As difficult as these decisions can be, there’s another type of predicament in which we find ourselves that is even more tricky. What do you do when you’re already working for an employer or client who decides to do something, take a stance on something, or shift its focus so that its values no longer coincide with yours?

The decision is not simply whether to take an assignment, but possibly, to give up a significant source of income.

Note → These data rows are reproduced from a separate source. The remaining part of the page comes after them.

//! In-process message queue.
//!
//! Default broker for single-node deployments and the fixture for every
//! pipeline test. Group semantics match a real broker: each group on a
//! topic sees every message, members within a group share it round-robin.
//! Delivery is at-most-once per group; a member with a full buffer loses
//! the message (counted and logged) rather than blocking publishers.

use std::collections::{HashMap, HashSet};
use std::sync::atomic::{AtomicU64, Ordering};

use async_trait::async_trait;
use chrono::Utc;
use tokio::sync::{mpsc, RwLock};
use tracing::{debug, trace, warn};

use super::error::MessageQueueError;
use super::types::{Message, MessageId, QueueHealth, Subscription};
use super::MessageQueue;

const SUBSCRIPTION_BUFFER: usize = 256;

struct GroupState {
    members: Vec<mpsc::Sender<Message>>,
    /// Round-robin cursor for the next delivery.
    cursor: usize,
}

#[derive(Default)]
pub struct InMemoryMessageQueue {
    /// topic → group → members
    topics: RwLock<HashMap<String, HashMap<String, GroupState>>>,
    acknowledged: RwLock<HashMap<String, HashSet<MessageId>>>,
    message_counter: AtomicU64,
    dropped_messages: AtomicU64,
}

impl InMemoryMessageQueue {
    pub fn new() -> Self {
        Self::default()
    }

    fn next_message_id(&self) -> MessageId {
        let seq = self.message_counter.fetch_add(1, Ordering::SeqCst);
        MessageId::new(format!("mem-{}-{}", Utc::now().timestamp_millis(), seq))
    }

    /// Total messages published across all topics. Test hook.
    pub fn published_count(&self) -> u64 {
        self.message_counter.load(Ordering::SeqCst)
    }

    /// Messages lost to full subscriber buffers. Test hook.
    pub fn dropped_count(&self) -> u64 {
        self.dropped_messages.load(Ordering::SeqCst)
    }

    pub async fn is_acknowledged(&self, topic: &str, message_id: &MessageId) -> bool {
        self.acknowledged
            .read()
            .await
            .get(topic)
            .is_some_and(|acks| acks.contains(message_id))
    }

    pub async fn acknowledged_count(&self, topic: &str) -> usize {
        self.acknowledged
            .read()
            .await
            .get(topic)
            .map_or(0, |acks| acks.len())
    }

    async fn deliver(&self, topic: &str, key: Option<String>, payload: &[u8]) -> MessageId {
        let id = self.next_message_id();
        let mut topics = self.topics.write().await;
        let Some(groups) = topics.get_mut(topic) else {
            // No subscriber yet; publishing into the void is not an error.
            trace!(topic, "published message with no subscribers");
            return id;
        };

        for (group, state) in groups.iter_mut() {
            // Drop members whose receiver side is gone.
            state.members.retain(|member| !member.is_closed());
            if state.members.is_empty() {
                continue;
            }
            let message = Message {
                id: id.clone(),
                topic: topic.to_string(),
                key: key.clone(),
                payload: payload.to_vec(),
                timestamp: Utc::now(),
            };
            state.cursor %= state.members.len();
            let member = &state.members[state.cursor];
            state.cursor = (state.cursor + 1) % state.members.len();
            if member.try_send(message).is_err() {
                let dropped = self.dropped_messages.fetch_add(1, Ordering::SeqCst) + 1;
                warn!(topic, group, dropped, "subscriber buffer full, message dropped");
            }
        }
        id
    }
}

#[async_trait]
impl MessageQueue for InMemoryMessageQueue {
    async fn publish(&self, topic: &str, payload: &[u8]) -> Result<MessageId, MessageQueueError> {
        if topic.is_empty() {
            return Err(MessageQueueError::invalid_topic("topic must not be empty"));
        }
        Ok(self.deliver(topic, None, payload).await)
    }

    async fn publish_with_key(
        &self,
        topic: &str,
        key: &str,
        payload: &[u8],
    ) -> Result<MessageId, MessageQueueError> {
        if topic.is_empty() {
            return Err(MessageQueueError::invalid_topic("topic must not be empty"));
        }
        Ok(self.deliver(topic, Some(key.to_string()), payload).await)
    }

    async fn subscribe(
        &self,
        topic: &str,
        group: &str,
    ) -> Result<Subscription, MessageQueueError> {
        if topic.is_empty() {
            return Err(MessageQueueError::invalid_topic("topic must not be empty"));
        }
        if group.is_empty() {
            return Err(MessageQueueError::invalid_group("group must not be empty"));
        }

        let (tx, rx) = mpsc::channel(SUBSCRIPTION_BUFFER);
        let mut topics = self.topics.write().await;
        let groups = topics.entry(topic.to_string()).or_default();
        let state = groups.entry(group.to_string()).or_insert_with(|| GroupState {
            members: Vec::new(),
            cursor: 0,
        });
        state.members.push(tx);
        debug!(topic, group, members = state.members.len(), "subscriber joined");
        Ok(Subscription::new(rx))
    }

    async fn acknowledge(
        &self,
        topic: &str,
        message_id: &MessageId,
    ) -> Result<(), MessageQueueError> {
        let mut acks = self.acknowledged.write().await;
        acks.entry(topic.to_string())
            .or_default()
            .insert(message_id.clone());
        Ok(())
    }

    async fn health_check(&self) -> Result<QueueHealth, MessageQueueError> {
        let topics = self.topics.read().await;
        let consumer_count = topics
            .values()
            .flat_map(|groups| groups.values())
            .map(|state| state.members.len() as u32)
            .sum();
        Ok(QueueHealth {
            connected: true,
            pending_messages: 0,
            consumer_count,
        })
    }
}

#[cfg(test)]
mod tests {
    use super::*;
    use std::sync::Arc;
    use std::time::Duration;
    use tokio::time::timeout;

    async fn recv_soon(sub: &mut Subscription) -> Message {
        timeout(Duration::from_secs(1), sub.recv())
            .await
            .expect("timed out waiting for message")
            .expect("subscription closed")
    }

    #[tokio::test]
    async fn publish_reaches_a_subscriber() {
        let queue = InMemoryMessageQueue::new();
        let mut sub = queue.subscribe("events.scored", "g1").await.unwrap();

        let id = queue.publish("events.scored", b"payload").await.unwrap();
        let msg = recv_soon(&mut sub).await;
        assert_eq!(msg.id, id);
        assert_eq!(msg.payload, b"payload");
        assert_eq!(msg.key, None);
    }

    #[tokio::test]
    async fn key_is_carried_through() {
        let queue = InMemoryMessageQueue::new();
        let mut sub = queue.subscribe("alerts.critical", "g1").await.unwrap();
        queue
            .publish_with_key("alerts.critical", "api", b"x")
            .await
            .unwrap();
        assert_eq!(recv_soon(&mut sub).await.key.as_deref(), Some("api"));
    }

    #[tokio::test]
    async fn each_group_sees_every_message() {
        let queue = InMemoryMessageQueue::new();
        let mut incidents = queue.subscribe("alerts.critical", "incident-tracker").await.unwrap();
        let mut dashboard = queue.subscribe("alerts.critical", "dashboard").await.unwrap();

        queue.publish("alerts.critical", b"alert").await.unwrap();
        assert_eq!(recv_soon(&mut incidents).await.payload, b"alert");
        assert_eq!(recv_soon(&mut dashboard).await.payload, b"alert");
    }

    #[tokio::test]
    async fn members_of_one_group_share_messages() {
        let queue = InMemoryMessageQueue::new();
        let mut a = queue.subscribe("t", "workers").await.unwrap();
        let mut b = queue.subscribe("t", "workers").await.unwrap();

        queue.publish("t", b"1").await.unwrap();
        queue.publish("t", b"2").await.unwrap();

        // Round-robin: one message each, in some order.
        let first = recv_soon(&mut a).await;
        let second = recv_soon(&mut b).await;
        assert_ne!(first.payload, second.payload);
        assert!(a.try_recv().is_err());
        assert!(b.try_recv().is_err());
    }

    #[tokio::test]
    async fn publish_without_subscribers_is_fine() {
        let queue = InMemoryMessageQueue::new();
        assert!(queue.publish("nobody.listens", b"x").await.is_ok());
        assert_eq!(queue.published_count(), 1);
    }

    #[tokio::test]
    async fn empty_topic_and_group_are_rejected() {
        let queue = InMemoryMessageQueue::new();
        assert!(matches!(
            queue.publish("", b"x").await,
            Err(MessageQueueError::InvalidTopic(_))
        ));
        assert!(matches!(
            queue.subscribe("t", "").await,
            Err(MessageQueueError::InvalidGroup(_))
        ));
    }

    #[tokio::test]
    async fn acknowledgements_are_recorded() {
        let queue = InMemoryMessageQueue::new();
        let id = queue.publish("t", b"x").await.unwrap();
        assert!(!queue.is_acknowledged("t", &id).await);

        queue.acknowledge("t", &id).await.unwrap();
        assert!(queue.is_acknowledged("t", &id).await);
        assert_eq!(queue.acknowledged_count("t").await, 1);

        // Duplicate acks are harmless.
        queue.acknowledge("t", &id).await.unwrap();
        assert_eq!(queue.acknowledged_count("t").await, 1);
    }

    #[tokio::test]
    async fn health_counts_consumers() {
        let queue = Arc::new(InMemoryMessageQueue::new());
        let _a = queue.subscribe("t", "g1").await.unwrap();
        let _b = queue.subscribe("t", "g2").await.unwrap();
        let health = queue.health_check().await.unwrap();
        assert!(health.connected);
        assert_eq!(health.consumer_count, 2);
        assert!(health.is_healthy());
    }

    #[tokio::test]
    async fn dropped_subscriber_is_pruned() {
        let queue = InMemoryMessageQueue::new();
        let sub = queue.subscribe("t", "g1").await.unwrap();
        drop(sub);

        queue.publish("t", b"x").await.unwrap();
        let health = queue.health_check().await.unwrap();
        assert_eq!(health.consumer_count, 0);
    }
}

In these types of situations, the challenge is often not centered on possible violation of the PRSA Code of Ethics. Everything the organization may be doing, and everything you could be asked to do, could be legal and ethical by industry standards.

It can be rewarding.

But you know that your values don’t comport with the shifting values of the organization. What do you do?

My first recommendation is not to do anything abrupt. If you need the money because it’s your primary source of income, then don’t quit. Either start looking for a new job, or look for a way to replace the revenue from that problem client. Unless you are specifically asked to do something unethical, keep working.

Next, make sure not to burn any bridges. Be professional. Once you have found that next opportunity, or completed your task, leave on a good note. It serves no purpose to create a public episode through your exit.

One thing you’ll notice is that I never made mention of the possibility of staying and trying to change things to suit yourself. Yes, we are oftentimes the conscience of our organizations, and there is much we can do if we are smart to influence positive change from the inside. But there comes a time when you have to recognize what you can achieve if anything, how you can achieve it, and if it’s worth the personal cost to you of trying.

If you have come to accept an employer or some other organization has put you in a position of compromising your values which until now were uncompromising, you have to side with those values.

If you do this, not only do I believe that in the long run you will thrive, but you will also find that whatever work you do and wherever you do it, it will be that much more rewarding for you.